But I feel like if we were to extract Elvira from you, she would applaud you.

That's true. Elvira would be like, "This is awesome!" I just hope that I don't get any flack from my LGBTQ+ fans. I just feel hypocritical, you know? I just want them to know that I hid this for so long because I was trying to make a living. I didn't want the character to disappear.

I like that you don't put a label on it: you never explicitly say you identify as gay, queer, pan, or what have you.

Right. I don't want to put a label on it. I sort of hate labels! When friends ask me, "When did you know you were a lesbian?" I respond with, "I didn't." I've never considered myself a lesbian; I just have a relationship with a woman. I'm still attracted to men, too. Not that anything is wrong with being a lesbian, I just don't happen to feel that way.
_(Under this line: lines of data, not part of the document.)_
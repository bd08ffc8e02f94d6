use std::path::PathBuf;

/// Errors raised while loading or validating service definitions.
#[derive(Debug, thiserror::Error)]
pub enum DefinitionError {
    #[error("could not read '{path}': {source}")]
    Read {
        path: PathBuf,
        #[source]
        source: std::io::Error,
    },

    #[error("could not parse definitions: {0}")]
    Parse(#[from] toml::de::Error),

    #[error("missing required field '{0}'")]
    Missing(&'static str),

    #[error("unsupported service type '{0}'")]
    UnsupportedServiceType(String),

    #[error("service type '{0}' declared more than once")]
    DuplicatedServiceType(String),

    #[error("'script' service type cannot be combined with other types")]
    ScriptNotAlone,

    #[error("invalid port in service type entry '{0}'")]
    InvalidPort(String),

    #[error("invalid version '{0}'")]
    InvalidVersion(String),

    #[error("unsupported language '{0}'")]
    UnsupportedLanguage(String),

    #[error("invalid environment variable name '{0}'")]
    InvalidEnvName(String),

    #[error("invalid log option {field} = '{value}'")]
    InvalidLogOption { field: &'static str, value: String },

    #[error("could not find definitions for feature '{0}'")]
    FeatureNotFound(String),

    #[error("could not find definitions for service '{0}'")]
    ServiceNotFound(String),

    #[error("definitions of '{name}' are invalid: {source}")]
    External {
        name: String,
        #[source]
        source: anyhow::Error,
    },

    #[error("invalid custom service definitions: {0}")]
    Custom(#[source] anyhow::Error),
}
Maybe I am! Who knows. And if I am, I'm happy with that, too.

You also do a great job writing about how emotional abuse is blind to its victims: no matter how self-actualized you are, or how confident, it can still pull the rug out from underneath you. It's been about 20 years since your divorce to your ex-husband. What's it like to write about it now, 20 years later?

It's a really hard thing to write about. But it's my life and I had to write about it. So many women whom I've met and know — and men, too — have experienced [emotional abuse]. So many people don't fully understand what verbal and emotional abuse is. They don't see any scars or black eyes, and think that those experiencing it should build a thicker skin. It's so much more soul-crushing than these people who think that way realize. And it's really hard to get over. I had the same relationship with my mother — she was physically abusive, too — but the part that stayed with me much longer in my life than any bruise was the emotional and verbal abuse. And that happened when I was seven years old. Writing this book helped me with that.

Can you share how?

I think that, by the end of the book, I learned how to forgive and forget. I had a very difficult relationship with my mother for all of my life. I was able to work through it in the book. In the end, I realized she was just doing the best she could. She had a hard upbringing: she was in foster care her whole life because her mother died when she was nine. She had a lot of issues and she took it out on me. I got away from it, luckily, when I was 14. My two sisters did not — and, consequently, they died from drug and alcohol abuse. I learned that people mostly do the best that they can do at the time with what they have. It wasn't like my mother was a horrible monster. Her friends thought she was a saint and to other people she was. But that's not the part I knew. Through the book, I was able to work through that, her passing and our relationship. Writing this book saved me a million dollars in therapy [Laughs].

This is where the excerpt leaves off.